This highlights the potential of the method for deployment on resource-constrained devices, providing a robust framework for designing neural networks that achieve an optimal balance between accuracy, computational efficiency, and energy usage. In addition, the consistency of efficiency improvements across various datasets underscores the generalization of the proposed optimization framework.

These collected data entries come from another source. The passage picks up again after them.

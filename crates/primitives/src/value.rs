//! Property values stored on design elements.
//!
//! A property that has never been written has no value at all; that is
//! distinct from [`PropertyValue::Null`], which is an explicit null written
//! into a property whose definition allows it.

use std::collections::BTreeMap;

use serde::{Deserialize, Serialize};

use crate::ids::ElementId;


/// Separator between a library name space and an element name.
pub const NAMESPACE_SEPARATOR: char = '.';

/// The value of a property or structure member.
#[derive(Debug, Clone, PartialEq, Serialize, Deserialize)]
pub enum PropertyValue {
	/// Explicit null.
	Null,
	/// Boolean value.
	Bool(bool),
	/// Integer value.
	Int(i64),
	/// Floating point value.
	Float(f64),
	/// String value (also used for choice values).
	String(String),
	/// Reference to another element by name.
	Ref(ElementRef),
	/// Embedded structure.
	Structure(Structure),
	/// List of values; list-typed properties and members always hold this variant.
	List(Vec<PropertyValue>),
	/// Owned sub-element held in an element-typed property.
	Element(ElementId),
}

impl PropertyValue {
	/// Returns the boolean value if this is a `Bool` variant.
	pub fn as_bool(&self) -> Option<bool> {
		match self {
			PropertyValue::Bool(v) => Some(*v),
			_ => None,
		}
	}

	/// Returns the integer value if this is an `Int` variant.
	pub fn as_int(&self) -> Option<i64> {
		match self {
			PropertyValue::Int(v) => Some(*v),
			_ => None,
		}
	}

	/// Returns the numeric value of an `Int` or `Float` variant.
	pub fn as_float(&self) -> Option<f64> {
		match self {
			PropertyValue::Float(v) => Some(*v),
			PropertyValue::Int(v) => Some(*v as f64),
			_ => None,
		}
	}

	/// Returns the string value if this is a `String` variant.
	pub fn as_str(&self) -> Option<&str> {
		match self {
			PropertyValue::String(v) => Some(v),
			_ => None,
		}
	}

	/// Returns the element reference if this is a `Ref` variant.
	pub fn as_ref_value(&self) -> Option<&ElementRef> {
		match self {
			PropertyValue::Ref(v) => Some(v),
			_ => None,
		}
	}

	/// Returns the structure if this is a `Structure` variant.
	pub fn as_structure(&self) -> Option<&Structure> {
		match self {
			PropertyValue::Structure(v) => Some(v),
			_ => None,
		}
	}

	/// Returns the structure mutably if this is a `Structure` variant.
	pub fn as_structure_mut(&mut self) -> Option<&mut Structure> {
		match self {
			PropertyValue::Structure(v) => Some(v),
			_ => None,
		}
	}

	/// Returns the list items if this is a `List` variant.
	pub fn as_list(&self) -> Option<&[PropertyValue]> {
		match self {
			PropertyValue::List(v) => Some(v),
			_ => None,
		}
	}

	/// Returns the list mutably if this is a `List` variant.
	pub fn as_list_mut(&mut self) -> Option<&mut Vec<PropertyValue>> {
		match self {
			PropertyValue::List(v) => Some(v),
			_ => None,
		}
	}

	/// Returns the owned sub-element if this is an `Element` variant.
	pub fn as_element(&self) -> Option<ElementId> {
		match self {
			PropertyValue::Element(v) => Some(*v),
			_ => None,
		}
	}

	/// Returns true for an explicit null.
	pub fn is_null(&self) -> bool {
		matches!(self, PropertyValue::Null)
	}

	/// Returns true if the value carries no content: null, an empty or
	/// whitespace-only string, or an empty list.
	pub fn is_blank(&self) -> bool {
		match self {
			PropertyValue::Null => true,
			PropertyValue::String(s) => s.trim().is_empty(),
			PropertyValue::List(items) => items.is_empty(),
			PropertyValue::Ref(r) => r.name.trim().is_empty(),
			_ => false,
		}
	}

	/// Returns the type name of this value.
	pub fn type_name(&self) -> &'static str {
		match self {
			PropertyValue::Null => "null",
			PropertyValue::Bool(_) => "bool",
			PropertyValue::Int(_) => "int",
			PropertyValue::Float(_) => "float",
			PropertyValue::String(_) => "string",
			PropertyValue::Ref(_) => "element reference",
			PropertyValue::Structure(_) => "structure",
			PropertyValue::List(_) => "list",
			PropertyValue::Element(_) => "element",
		}
	}

	/// Visits every element reference inside this value, depth first.
	///
	/// The callback receives the hop path from this value to the reference;
	/// see [`ValueHop`].
	pub fn visit_refs<'a>(&'a self, f: &mut dyn FnMut(&[ValueHop<'a>], &'a ElementRef)) {
		let mut path = Vec::new();
		visit_refs_inner(self, &mut path, f);
	}

	/// Visits every element reference inside this value mutably, depth first.
	pub fn visit_refs_mut(&mut self, f: &mut dyn FnMut(&mut ElementRef)) {
		match self {
			PropertyValue::Ref(r) => f(r),
			PropertyValue::List(items) => {
				for item in items {
					item.visit_refs_mut(f);
				}
			}
			PropertyValue::Structure(s) => {
				for member in s.members.values_mut() {
					member.visit_refs_mut(f);
				}
			}
			_ => {}
		}
	}

	/// Visits every owned sub-element inside this value.
	pub fn visit_elements(&self, f: &mut dyn FnMut(ElementId)) {
		match self {
			PropertyValue::Element(id) => f(*id),
			PropertyValue::List(items) => {
				for item in items {
					item.visit_elements(f);
				}
			}
			_ => {}
		}
	}
}

/// One step from a value into a nested value, as reported by
/// [`PropertyValue::visit_refs`].
#[derive(Debug, Clone, Copy, PartialEq, Eq)]
pub enum ValueHop<'a> {
	/// Entry of a list.
	Index(usize),
	/// Member of a structure.
	Member(&'a str),
}

fn visit_refs_inner<'a>(
	value: &'a PropertyValue,
	path: &mut Vec<ValueHop<'a>>,
	f: &mut dyn FnMut(&[ValueHop<'a>], &'a ElementRef),
) {
	match value {
		PropertyValue::Ref(r) => f(path.as_slice(), r),
		PropertyValue::List(items) => {
			for (i, item) in items.iter().enumerate() {
				path.push(ValueHop::Index(i));
				visit_refs_inner(item, path, f);
				path.pop();
			}
		}
		PropertyValue::Structure(s) => {
			for (name, member) in &s.members {
				path.push(ValueHop::Member(name));
				visit_refs_inner(member, path, f);
				path.pop();
			}
		}
		_ => {}
	}
}

impl From<bool> for PropertyValue {
	fn from(v: bool) -> Self {
		PropertyValue::Bool(v)
	}
}

impl From<i64> for PropertyValue {
	fn from(v: i64) -> Self {
		PropertyValue::Int(v)
	}
}

impl From<f64> for PropertyValue {
	fn from(v: f64) -> Self {
		PropertyValue::Float(v)
	}
}

impl From<String> for PropertyValue {
	fn from(v: String) -> Self {
		PropertyValue::String(v)
	}
}

impl From<&str> for PropertyValue {
	fn from(v: &str) -> Self {
		PropertyValue::String(v.to_string())
	}
}

impl From<Structure> for PropertyValue {
	fn from(v: Structure) -> Self {
		PropertyValue::Structure(v)
	}
}

impl From<ElementRef> for PropertyValue {
	fn from(v: ElementRef) -> Self {
		PropertyValue::Ref(v)
	}
}

impl From<Vec<PropertyValue>> for PropertyValue {
	fn from(v: Vec<PropertyValue>) -> Self {
		PropertyValue::List(v)
	}
}

/// A typed value object with named members.
///
/// Structures have no identity; they live inside property values, typically as
/// list entries. Members that were never written are absent.
#[derive(Debug, Clone, PartialEq, Serialize, Deserialize)]
pub struct Structure {
	defn: String,
	members: BTreeMap<String, PropertyValue>,
}

impl Structure {
	/// Creates an empty structure of the named structure definition.
	pub fn new(defn: impl Into<String>) -> Self {
		Self {
			defn: defn.into(),
			members: BTreeMap::new(),
		}
	}

	/// Builder-style member assignment.
	pub fn with(mut self, member: impl Into<String>, value: impl Into<PropertyValue>) -> Self {
		self.members.insert(member.into(), value.into());
		self
	}

	/// Returns the structure definition name.
	pub fn defn(&self) -> &str {
		&self.defn
	}

	/// Returns a member value, if set.
	pub fn get(&self, member: &str) -> Option<&PropertyValue> {
		self.members.get(member)
	}

	/// Returns a member value mutably, if set.
	pub fn get_mut(&mut self, member: &str) -> Option<&mut PropertyValue> {
		self.members.get_mut(member)
	}

	/// Sets or clears a member, returning the previous value.
	pub fn set(&mut self, member: &str, value: Option<PropertyValue>) -> Option<PropertyValue> {
		match value {
			Some(v) => self.members.insert(member.to_string(), v),
			None => self.members.remove(member),
		}
	}

	/// Iterates mutably over set members in name order.
	pub fn members_mut(&mut self) -> impl Iterator<Item = (&str, &mut PropertyValue)> {
		self.members.iter_mut().map(|(k, v)| (k.as_str(), v))
	}

	/// Iterates over set members in name order.
	pub fn members(&self) -> impl Iterator<Item = (&str, &PropertyValue)> {
		self.members.iter().map(|(k, v)| (k.as_str(), v))
	}

	/// Returns true if no member is set.
	pub fn is_empty(&self) -> bool {
		self.members.is_empty()
	}
}

/// A reference to an element by name, optionally resolved to a live element.
///
/// Unresolved references keep their name as the lookup key so they can be
/// resolved later (forward references during load, references into libraries,
/// or references whose target was deleted).
#[derive(Debug, Clone, PartialEq, Eq, Hash, Serialize, Deserialize)]
pub struct ElementRef {
	/// Lookup name, optionally qualified with a library name space.
	pub name: String,
	/// Resolved target, if any.
	pub target: Option<ElementId>,
}

impl ElementRef {
	/// Creates an unresolved reference.
	pub fn unresolved(name: impl Into<String>) -> Self {
		Self {
			name: name.into(),
			target: None,
		}
	}

	/// Creates a reference resolved to `target`.
	pub fn resolved(name: impl Into<String>, target: ElementId) -> Self {
		Self {
			name: name.into(),
			target: Some(target),
		}
	}

	/// Returns true if the reference points at a live element.
	pub fn is_resolved(&self) -> bool {
		self.target.is_some()
	}

	/// Splits a qualified name into `(namespace, local_name)`.
	pub fn split_name(&self) -> (Option<&str>, &str) {
		split_qualified(&self.name)
	}
}

/// Splits `lib.name` into `(Some("lib"), "name")`; plain names have no name space.
pub fn split_qualified(name: &str) -> (Option<&str>, &str) {
	match name.split_once(NAMESPACE_SEPARATOR) {
		Some((ns, local)) if !ns.is_empty() && !local.is_empty() => (Some(ns), local),
		_ => (None, name),
	}
}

To assess the suitability of the proposed HW-NAS and the optimization pipeline for MCU deployment, the complexity of our NAS-derived 1D-CNN models and the combined optimized version was compared with representative mobile CNNs reported in the literature. The NAS baseline on the Textures dataset, for example, requires 2.7 M MAC operations, 428.31 KB Flash and 260 ms per inference while the combined optimized model reduces this to 1.384 M MACs, 110.28 KB Flash and 33.98 ms per inference. In contrast, even reduced MobileNetV2 variants with a width multiplier of 0.35 reported in literature still demand tens of millions of MACs (59.2 M) [52]. In addition, the lightweight blade damage detection model LSSD developed in [53] requires 3.541 G MACs. While a lightweight remote sensing-image-dehazing network, named LRSDN proposed in [54] requires 5.209 G MACs. Moreover, the ultra-lightweight Tiny YOLOv3 variant reported for embedded object detection demands over 1.2 G MACs [55]. These comparisons highlight the much larger computational burden of even lightweight models in the literature compared to the optimized NAS model achieved in this work, demonstrating its efficiency and suitability for MCU deployment.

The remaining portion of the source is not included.